(Stored data entries)
——

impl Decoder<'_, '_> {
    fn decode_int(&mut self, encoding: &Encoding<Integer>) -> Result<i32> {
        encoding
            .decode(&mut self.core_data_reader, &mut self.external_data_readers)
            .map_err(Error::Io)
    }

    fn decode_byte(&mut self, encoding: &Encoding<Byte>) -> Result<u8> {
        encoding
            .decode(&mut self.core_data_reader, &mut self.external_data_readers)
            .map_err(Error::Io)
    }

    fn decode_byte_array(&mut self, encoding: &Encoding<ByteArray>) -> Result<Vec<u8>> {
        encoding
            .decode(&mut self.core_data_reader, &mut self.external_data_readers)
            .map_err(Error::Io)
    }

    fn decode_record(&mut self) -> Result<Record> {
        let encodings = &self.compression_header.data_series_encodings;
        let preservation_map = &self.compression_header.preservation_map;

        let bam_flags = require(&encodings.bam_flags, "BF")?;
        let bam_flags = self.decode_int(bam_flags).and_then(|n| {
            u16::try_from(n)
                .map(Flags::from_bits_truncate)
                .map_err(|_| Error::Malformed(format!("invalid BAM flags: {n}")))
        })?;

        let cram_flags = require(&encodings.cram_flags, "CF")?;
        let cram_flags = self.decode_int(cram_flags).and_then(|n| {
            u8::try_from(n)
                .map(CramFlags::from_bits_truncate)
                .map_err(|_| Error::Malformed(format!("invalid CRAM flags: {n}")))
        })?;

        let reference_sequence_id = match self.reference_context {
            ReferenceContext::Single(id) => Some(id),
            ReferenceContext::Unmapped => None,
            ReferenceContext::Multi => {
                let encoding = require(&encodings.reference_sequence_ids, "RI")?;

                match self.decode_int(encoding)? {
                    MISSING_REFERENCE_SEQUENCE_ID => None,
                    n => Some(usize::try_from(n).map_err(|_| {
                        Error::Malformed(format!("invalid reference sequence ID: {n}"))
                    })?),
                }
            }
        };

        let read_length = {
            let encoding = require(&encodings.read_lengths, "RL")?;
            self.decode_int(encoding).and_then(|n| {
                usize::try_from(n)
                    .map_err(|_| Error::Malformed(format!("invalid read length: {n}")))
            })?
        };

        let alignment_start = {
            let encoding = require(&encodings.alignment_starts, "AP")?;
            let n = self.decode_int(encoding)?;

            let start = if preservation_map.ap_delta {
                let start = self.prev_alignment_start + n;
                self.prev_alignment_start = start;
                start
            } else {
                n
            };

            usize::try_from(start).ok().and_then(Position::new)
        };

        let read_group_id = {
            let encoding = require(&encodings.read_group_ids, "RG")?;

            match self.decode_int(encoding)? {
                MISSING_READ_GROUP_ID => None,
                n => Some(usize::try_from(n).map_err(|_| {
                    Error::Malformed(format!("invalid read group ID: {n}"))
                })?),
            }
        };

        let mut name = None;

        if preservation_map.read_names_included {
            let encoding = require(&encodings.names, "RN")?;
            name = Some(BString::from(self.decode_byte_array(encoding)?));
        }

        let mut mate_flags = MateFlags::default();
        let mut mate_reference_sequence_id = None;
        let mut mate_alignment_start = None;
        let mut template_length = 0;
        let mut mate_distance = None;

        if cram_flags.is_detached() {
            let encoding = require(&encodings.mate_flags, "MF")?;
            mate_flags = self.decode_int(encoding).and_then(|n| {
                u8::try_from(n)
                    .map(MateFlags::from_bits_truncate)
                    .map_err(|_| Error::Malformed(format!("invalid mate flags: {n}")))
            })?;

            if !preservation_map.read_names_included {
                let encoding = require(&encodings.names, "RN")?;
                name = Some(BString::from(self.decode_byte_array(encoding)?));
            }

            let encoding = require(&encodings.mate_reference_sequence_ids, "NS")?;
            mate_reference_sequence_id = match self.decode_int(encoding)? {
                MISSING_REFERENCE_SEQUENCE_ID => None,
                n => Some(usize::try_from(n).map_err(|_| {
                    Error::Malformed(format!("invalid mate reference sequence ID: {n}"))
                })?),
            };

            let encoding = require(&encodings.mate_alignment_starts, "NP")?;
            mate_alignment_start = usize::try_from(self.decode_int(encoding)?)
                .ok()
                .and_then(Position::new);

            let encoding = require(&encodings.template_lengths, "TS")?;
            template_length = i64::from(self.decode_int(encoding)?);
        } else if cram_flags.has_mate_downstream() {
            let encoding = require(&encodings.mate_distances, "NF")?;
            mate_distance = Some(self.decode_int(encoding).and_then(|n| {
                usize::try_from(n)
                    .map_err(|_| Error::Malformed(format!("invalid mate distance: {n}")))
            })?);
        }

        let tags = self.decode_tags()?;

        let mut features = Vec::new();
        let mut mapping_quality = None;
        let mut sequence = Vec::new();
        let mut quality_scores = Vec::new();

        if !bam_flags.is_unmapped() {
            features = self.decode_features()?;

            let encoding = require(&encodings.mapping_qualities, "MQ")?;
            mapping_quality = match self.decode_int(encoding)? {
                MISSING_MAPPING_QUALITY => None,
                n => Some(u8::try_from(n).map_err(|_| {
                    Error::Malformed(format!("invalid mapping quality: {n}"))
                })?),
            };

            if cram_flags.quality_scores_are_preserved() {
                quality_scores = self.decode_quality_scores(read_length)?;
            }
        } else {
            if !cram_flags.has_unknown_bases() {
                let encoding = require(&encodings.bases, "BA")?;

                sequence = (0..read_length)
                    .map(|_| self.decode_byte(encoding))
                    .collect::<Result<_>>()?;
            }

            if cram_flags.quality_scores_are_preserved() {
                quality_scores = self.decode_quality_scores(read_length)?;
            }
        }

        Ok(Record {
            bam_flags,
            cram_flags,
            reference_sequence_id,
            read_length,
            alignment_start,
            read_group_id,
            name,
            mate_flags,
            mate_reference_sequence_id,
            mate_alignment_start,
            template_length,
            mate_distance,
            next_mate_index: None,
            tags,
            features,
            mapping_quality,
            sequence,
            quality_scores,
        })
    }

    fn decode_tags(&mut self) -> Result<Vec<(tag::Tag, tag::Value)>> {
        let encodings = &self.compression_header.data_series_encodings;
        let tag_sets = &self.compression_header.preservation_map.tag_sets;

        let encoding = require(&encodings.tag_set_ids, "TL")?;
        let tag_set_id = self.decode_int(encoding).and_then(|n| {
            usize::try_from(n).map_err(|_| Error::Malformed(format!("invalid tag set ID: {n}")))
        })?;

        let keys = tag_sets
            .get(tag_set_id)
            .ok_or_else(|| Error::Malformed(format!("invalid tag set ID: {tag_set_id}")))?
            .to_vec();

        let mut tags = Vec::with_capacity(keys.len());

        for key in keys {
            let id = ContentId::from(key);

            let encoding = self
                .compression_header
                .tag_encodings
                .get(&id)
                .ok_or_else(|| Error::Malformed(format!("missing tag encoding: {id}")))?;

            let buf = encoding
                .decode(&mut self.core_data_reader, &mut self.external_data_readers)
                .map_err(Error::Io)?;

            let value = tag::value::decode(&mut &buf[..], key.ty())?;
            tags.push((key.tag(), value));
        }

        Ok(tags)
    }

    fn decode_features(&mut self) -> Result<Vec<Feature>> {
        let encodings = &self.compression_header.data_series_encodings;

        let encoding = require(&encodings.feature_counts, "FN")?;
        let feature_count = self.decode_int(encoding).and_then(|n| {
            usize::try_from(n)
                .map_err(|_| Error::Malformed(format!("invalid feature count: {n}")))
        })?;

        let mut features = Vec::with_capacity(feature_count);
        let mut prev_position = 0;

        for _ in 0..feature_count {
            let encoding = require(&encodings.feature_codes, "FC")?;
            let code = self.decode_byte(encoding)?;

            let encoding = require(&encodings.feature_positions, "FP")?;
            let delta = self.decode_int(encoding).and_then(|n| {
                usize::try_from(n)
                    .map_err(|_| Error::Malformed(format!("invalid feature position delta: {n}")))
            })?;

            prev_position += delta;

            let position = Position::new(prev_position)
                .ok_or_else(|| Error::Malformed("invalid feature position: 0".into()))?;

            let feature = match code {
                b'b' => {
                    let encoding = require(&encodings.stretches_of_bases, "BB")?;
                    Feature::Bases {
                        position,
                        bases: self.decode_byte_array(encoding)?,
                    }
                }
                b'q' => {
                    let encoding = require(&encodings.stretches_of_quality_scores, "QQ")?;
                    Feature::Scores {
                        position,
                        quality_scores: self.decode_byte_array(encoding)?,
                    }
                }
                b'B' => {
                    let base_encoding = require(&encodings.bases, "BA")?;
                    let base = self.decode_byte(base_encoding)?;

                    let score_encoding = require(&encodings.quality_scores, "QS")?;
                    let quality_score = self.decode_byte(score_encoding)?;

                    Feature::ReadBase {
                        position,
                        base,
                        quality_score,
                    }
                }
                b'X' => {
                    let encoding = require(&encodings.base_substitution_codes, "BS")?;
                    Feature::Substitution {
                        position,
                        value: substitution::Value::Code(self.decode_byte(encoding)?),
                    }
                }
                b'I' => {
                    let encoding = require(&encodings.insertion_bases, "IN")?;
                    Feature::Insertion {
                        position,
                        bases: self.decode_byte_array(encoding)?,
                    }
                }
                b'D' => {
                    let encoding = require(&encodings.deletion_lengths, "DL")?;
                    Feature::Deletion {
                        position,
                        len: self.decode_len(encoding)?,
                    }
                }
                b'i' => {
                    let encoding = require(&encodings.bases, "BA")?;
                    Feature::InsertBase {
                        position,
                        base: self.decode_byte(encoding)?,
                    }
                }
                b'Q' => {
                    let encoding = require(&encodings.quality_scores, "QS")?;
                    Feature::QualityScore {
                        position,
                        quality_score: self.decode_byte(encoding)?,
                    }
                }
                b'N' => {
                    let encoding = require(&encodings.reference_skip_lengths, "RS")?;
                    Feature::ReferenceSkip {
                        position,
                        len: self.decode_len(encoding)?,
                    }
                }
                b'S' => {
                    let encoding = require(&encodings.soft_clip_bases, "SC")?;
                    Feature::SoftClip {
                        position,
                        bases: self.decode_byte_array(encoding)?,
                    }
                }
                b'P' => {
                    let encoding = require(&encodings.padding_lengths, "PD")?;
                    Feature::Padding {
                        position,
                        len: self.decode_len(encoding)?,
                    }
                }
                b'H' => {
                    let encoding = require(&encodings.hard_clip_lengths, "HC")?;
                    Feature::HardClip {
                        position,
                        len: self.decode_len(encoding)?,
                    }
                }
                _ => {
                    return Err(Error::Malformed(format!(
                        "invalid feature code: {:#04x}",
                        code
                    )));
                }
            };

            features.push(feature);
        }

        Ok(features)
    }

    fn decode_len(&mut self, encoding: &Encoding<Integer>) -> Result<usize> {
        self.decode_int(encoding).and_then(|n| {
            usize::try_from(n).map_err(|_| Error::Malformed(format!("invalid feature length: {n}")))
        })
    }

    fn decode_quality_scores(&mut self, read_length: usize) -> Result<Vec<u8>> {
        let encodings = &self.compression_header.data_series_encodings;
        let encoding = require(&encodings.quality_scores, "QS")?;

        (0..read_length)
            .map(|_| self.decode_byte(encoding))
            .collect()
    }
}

——

ABOUT THIS EXERCISE -
All lines of the data above that include the word "Record" must be shown.

YOUR RESPONSE -
    fn decode_record(&mut self) -> Result<Record> {
        Ok(Record {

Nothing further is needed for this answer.